Wahlen rücken ins Rampenlicht
Wall Street: Viele Anlagestrategen raten ihren Kunden zur Vorsicht vor zunehmenden Risiken
Die Angst vor einer zweiten Corona-Welle hat die Finanzmärkte vorige Woche wie kein anderer Einflussfaktor belastet. Der Aktienmarkt schloss die vierte Woche in Folge mit Verlusten. Wird der Kongress noch vor Jahresschluss, wenn überhaupt, zusätzliche fiskalpolitische Hilfen beschließen? Zudem rückt in der neuen Handelswoche der Wahlkampf in eine entscheidende Phase: Präsident Trump steht am Dienstagabend seinem Herausforderer Joe Biden in der ersten Debatte gegenüber.
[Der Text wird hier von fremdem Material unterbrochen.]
//! Shared pause/resume/status handle for background workers (base spec §9:
//! "use explicit task + cancellation token per worker ... pause/resume is a
//! cooperative flag read between items, not a scheduler primitive"),
//! grounded on `sync::jobs::JobManager`'s `Arc<Mutex<JobState>>` +
//! `CancellationToken` shape, generalized to the auto-refresh supervisor,
//! email ingestor, and description enhancer.

use std::sync::atomic::{AtomicBool, Ordering};
use std::sync::Arc;

use chrono::Utc;
use tokio::sync::Mutex;
use tokio_util::sync::CancellationToken;

use crate::models::{WorkerRunState, WorkerStatus};

#[derive(Clone)]
pub struct WorkerHandle {
    inner: Arc<Inner>,
}

struct Inner {
    paused: AtomicBool,
    running: AtomicBool,
    cancel: CancellationToken,
    status: Mutex<WorkerStatus>,
}

impl WorkerHandle {
    pub fn new() -> Self {
        Self {
            inner: Arc::new(Inner {
                paused: AtomicBool::new(false),
                running: AtomicBool::new(false),
                cancel: CancellationToken::new(),
                status: Mutex::new(WorkerStatus {
                    state: WorkerRunState::Idle,
                    is_running: false,
                    is_paused: false,
                    last_pass_at: None,
                    last_error: None,
                }),
            }),
        }
    }

    pub fn pause(&self) {
        self.inner.paused.store(true, Ordering::SeqCst);
    }

    pub fn resume(&self) {
        self.inner.paused.store(false, Ordering::SeqCst);
    }

    pub fn is_paused(&self) -> bool {
        self.inner.paused.load(Ordering::SeqCst)
    }

    pub fn cancellation_token(&self) -> CancellationToken {
        self.inner.cancel.clone()
    }

    pub fn shutdown(&self) {
        self.inner.cancel.cancel();
    }

    pub async fn mark_pass_started(&self) {
        self.inner.running.store(true, Ordering::SeqCst);
        let mut status = self.inner.status.lock().await;
        status.state = WorkerRunState::Running;
        status.is_running = true;
    }

    pub async fn mark_pass_finished(&self, error: Option<String>) {
        self.inner.running.store(false, Ordering::SeqCst);
        let mut status = self.inner.status.lock().await;
        status.is_running = false;
        status.last_pass_at = Some(Utc::now());
        status.last_error = error;
        status.state = if self.is_paused() {
            WorkerRunState::Paused
        } else {
            WorkerRunState::Idle
        };
    }

    pub async fn status(&self) -> WorkerStatus {
        let mut status = self.inner.status.lock().await.clone();
        status.is_paused = self.is_paused();
        if status.is_paused && !status.is_running {
            status.state = WorkerRunState::Paused;
        }
        status
    }
}

impl Default for WorkerHandle {
    fn default() -> Self {
        Self::new()
    }
}
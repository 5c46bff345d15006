//! Gmail thread repository (base spec §3 `EmailThread`).

use sqlx::PgPool;

use crate::models::EmailThread;
use crate::store::StoreError;

pub async fn create_or_update_thread(
    pool: &PgPool,
    gmail_thread_id: &str,
    subject: &str,
    participants: &[String],
) -> Result<EmailThread, StoreError> {
    let participants_json = serde_json::to_value(participants)
        .map_err(|e| StoreError::Db(sqlx::Error::Encode(Box::new(e))))?;

    let row = sqlx::query_as::<_, EmailThread>(
        r#"
        INSERT INTO email_threads (
            gmail_thread_id, subject, participants, message_count,
            first_message_date, last_message_date
        )
        VALUES ($1, $2, $3, 1, now(), now())
        ON CONFLICT (gmail_thread_id) DO UPDATE SET
            subject = EXCLUDED.subject,
            participants = EXCLUDED.participants,
            message_count = email_threads.message_count + 1,
            last_message_date = now()
        RETURNING *
        "#,
    )
    .bind(gmail_thread_id)
    .bind(subject)
    .bind(participants_json)
    .fetch_one(pool)
    .await
    .map_err(StoreError::Db)?;

    Ok(row)
}

pub async fn get_thread_by_gmail_thread_id(
    pool: &PgPool,
    gmail_thread_id: &str,
) -> Result<Option<EmailThread>, StoreError> {
    sqlx::query_as::<_, EmailThread>("SELECT * FROM email_threads WHERE gmail_thread_id = $1")
        .bind(gmail_thread_id)
        .fetch_optional(pool)
        .await
        .map_err(StoreError::Db)
}
//! Durable relational storage (component A of base spec §2): shipments,
//! events, carriers, processed emails, email<->shipment links, and cache
//! rows. Owns schema migrations.
//!
//! Repository functions take `&PgPool` (or a live transaction) rather than
//! a Rocket `Connection` guard so the same code path serves HTTP handlers
//! and background workers, mirroring how `sync::worker::SyncWorker` in the
//! sibling codebase holds a cloned `PgPool` outside of any request cycle.

pub mod carriers;
pub mod emails;
pub mod events;
pub mod links;
pub mod refresh_cache;
pub mod shipments;
pub mod threads;

use sqlx::PgPool;

#[derive(Debug, thiserror::Error)]
pub enum StoreError {
    #[error("{0}")]
    NotFound(String),
    #[error("{0}")]
    Conflict(String),
    #[error(transparent)]
    Db(#[from] sqlx::Error),
}

impl StoreError {
    pub fn from_sqlx(err: sqlx::Error, not_found_msg: impl Into<String>) -> Self {
        match err {
            sqlx::Error::RowNotFound => StoreError::NotFound(not_found_msg.into()),
            other => StoreError::Db(other),
        }
    }
}

/// Creates every table idempotently and adds any missing additive columns.
///
/// Run once on startup via an `AdHoc::try_on_ignite` fairing, matching
/// `sync::run_migrations` in the sibling codebase. Backed by sqlx's
/// reversible file migrations under `migrations/` so `cargo sqlx migrate`
/// tooling and the `tests/migrations.rs` round-trip test both work against
/// the same source of truth.
pub async fn run_migrations(pool: &PgPool) -> Result<(), sqlx::Error> {
    static MIGRATOR: sqlx::migrate::Migrator = sqlx::migrate!("./migrations");
    MIGRATOR
        .run(pool)
        .await
        .map_err(|e| sqlx::Error::Migrate(Box::new(e)))
}
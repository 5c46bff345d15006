//! The capability interface every carrier client implements (base spec §4.2,
//! §9: "model as a capability interface... not subclass hierarchies").

use async_trait::async_trait;
use chrono::{DateTime, Utc};
use serde::{Deserialize, Serialize};

/// How a client reaches the carrier: a real API, a headless browser driving
/// the carrier's own site, or a plain HTML scrape. Used only for selection
/// in the registry (base spec §4.2); clients never branch on their own kind.
#[derive(Debug, Clone, Copy, PartialEq, Eq, Hash)]
pub enum ClientKind {
    Api,
    Headless,
    Scraping,
}

#[derive(Debug, Clone, Serialize, Deserialize)]
pub struct TrackRequest {
    pub tracking_numbers: Vec<String>,
    pub carrier: String,
}

#[derive(Debug, Clone, Serialize, Deserialize)]
pub struct TrackEvent {
    pub timestamp: DateTime<Utc>,
    pub location: Option<String>,
    pub status: String,
    pub description: String,
}

#[derive(Debug, Clone, Serialize, Deserialize)]
pub struct TrackResult {
    pub tracking_number: String,
    pub status: String,
    pub events: Vec<TrackEvent>,
    pub last_updated: Option<DateTime<Utc>>,
    pub actual_delivery: Option<DateTime<Utc>>,
}

#[derive(Debug, Clone, Serialize, Deserialize)]
pub struct TrackErrorDetail {
    pub carrier: String,
    pub code: String,
    pub message: String,
    pub rate_limit: bool,
    pub retryable: bool,
}

/// A batched `Track` call returns independent result and error lists: some
/// tracking numbers in a batch may succeed while others fail.
#[derive(Debug, Clone, Serialize, Deserialize, Default)]
pub struct TrackResponse {
    pub results: Vec<TrackResult>,
    pub errors: Vec<TrackErrorDetail>,
}

#[derive(Debug, thiserror::Error)]
pub enum CarrierError {
    #[error("{carrier}: rate limited")]
    RateLimited { carrier: String },
    #[error("{carrier}: {message}")]
    Upstream { carrier: String, message: String },
    #[error("no client available for carrier {0}")]
    NoClientAvailable(String),
}

impl CarrierError {
    pub fn carrier_code(&self) -> &str {
        match self {
            CarrierError::RateLimited { carrier } => carrier,
            CarrierError::Upstream { carrier, .. } => carrier,
            CarrierError::NoClientAvailable(carrier) => carrier,
        }
    }
}

/// Capability interface implemented by every carrier client, regardless of
/// whether it talks to a real API, a headless browser, or a scraper.
#[async_trait]
pub trait CarrierClient: Send + Sync {
    fn kind(&self) -> ClientKind;

    async fn track(&self, request: TrackRequest) -> Result<TrackResponse, CarrierError>;

    /// Pre-filters batches; an invalid number is skipped, not counted as a failure.
    fn validate(&self, tracking_number: &str) -> bool;
}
Vorsicht anschnallen, die Risiken nehmen zu, raten viele Anlagestrategen ihren Kunden. Die Aktienindizes spiegeln diese Sorgen. Auf Wochensicht fiel der 30 Spitzenwerte umfassende Dow Jones um 1,7 Prozent auf 27 174 Punkte und der breitere S&P-500 gab um 0,6 Prozent auf 3 298 Punkte nach. Der Russell-2000-Index für Nebenwerte stürzte um ganze vier Prozent auf 1 475 Punkte ab. Nur der Nasdaq stieg. Dank seiner Technologiekomponenten, allen voran eBay, PayPal und Nvidia, legte der Nasdaq 1,1 Prozent auf 10 914 Punkte zu. Dass gerade diese drei „Stay-at-home“-Werte gestiegen
Avis de sociétés sind, deutet darauf hin, dass es die Angst vor einer weiteren Covid-19-Welle war, die den Markt zum Einsturz brachte. Das Anlegerblatt Barron’s nennt die Gründe: Großbritannien warnt zu Beginn der Woche vor einem zweiten Lockdown, Frankreich meldet die höchste Zahl täglicher Ansteckungsfälle, in den USA liegt die Zahl der Todesopfer inzwischen bei über 200 000.
Das könnte zu neuen Betriebsschließungen führen und Investoren dazu veranlassen, in „sichere Häfen“zu flüchten, also in Aktien wie Amazon, Apple und Microsoft, die von den Corona-Beschränkungen profitieren, weil sich die Menschen zu Hause Waren im Internet bestellten oder Filme online ansehen. „Stay-at-home-Aktien sind gefragt, und Aktien, die von der wirtschaftlichen Erholung abhängig sind, kriegen einen auf den Deckel“, so Dave Donabedian, Chief Investment Officer bei CIBC Private Wealth Management, in Barron’s.
Zur letzteren Gruppe zählen die Dow-Jones-Komponenten Dow (Chemie) und Chevron (Energie). Einen regelrechten Ausverkauf kann Donabedien jedoch nicht feststellen. Niemand sei vorige Woche in Panik geraten.
Was die Konjunktur betrifft, steht am Freitag der mit großer Spannung erwartete Beschäftigungsbericht
für September im Fokus. Er enthält die endgültigen Arbeitsmarktdaten vor dem Wahltag
am 3. November. Volkswirte erwarten einen Zuwachs um 932 500 Stellen nach 1,73 Millionen Anstieg im Vormonat. Tags zuvor gibt es neue Zahlen über die persönlichen Einkommen und Ausgaben im August und am Mittwoch ist der wöchentliche Arbeitsmarktbericht fällig. Wie es um das Vertrauen der Bürger im September bestellt ist, darüber berichtet am Dienstag das Conference Board. Erwartet wird eine leichte Erholung gegenüber August.
Biden und Trump reden über neues Konjunkturpaket
Man geht davon aus, dass Trump und Biden bei der Debatte am Dienstagabend auch über ein neues Konjunkturpaket reden werden. Bidens Demokraten fordern Anreize in Höhe von 2,4 Billionen Dollar, weit mehr als das, was die Republikaner zu unterstützen bereit wären.
Zur Beunruhigung der Finanzmärkte trägt nicht zuletzt die Weigerung von Trump bei, einer friedliche Machtübergabe zuzusagen, falls er die Wahl verlieren sollte. Denn die Auszählung der Stimmzettel könnte sich aufgrund der erweiterten Briefwahl und der vorzeitigen Stimmabgaben um Wochen verzögern.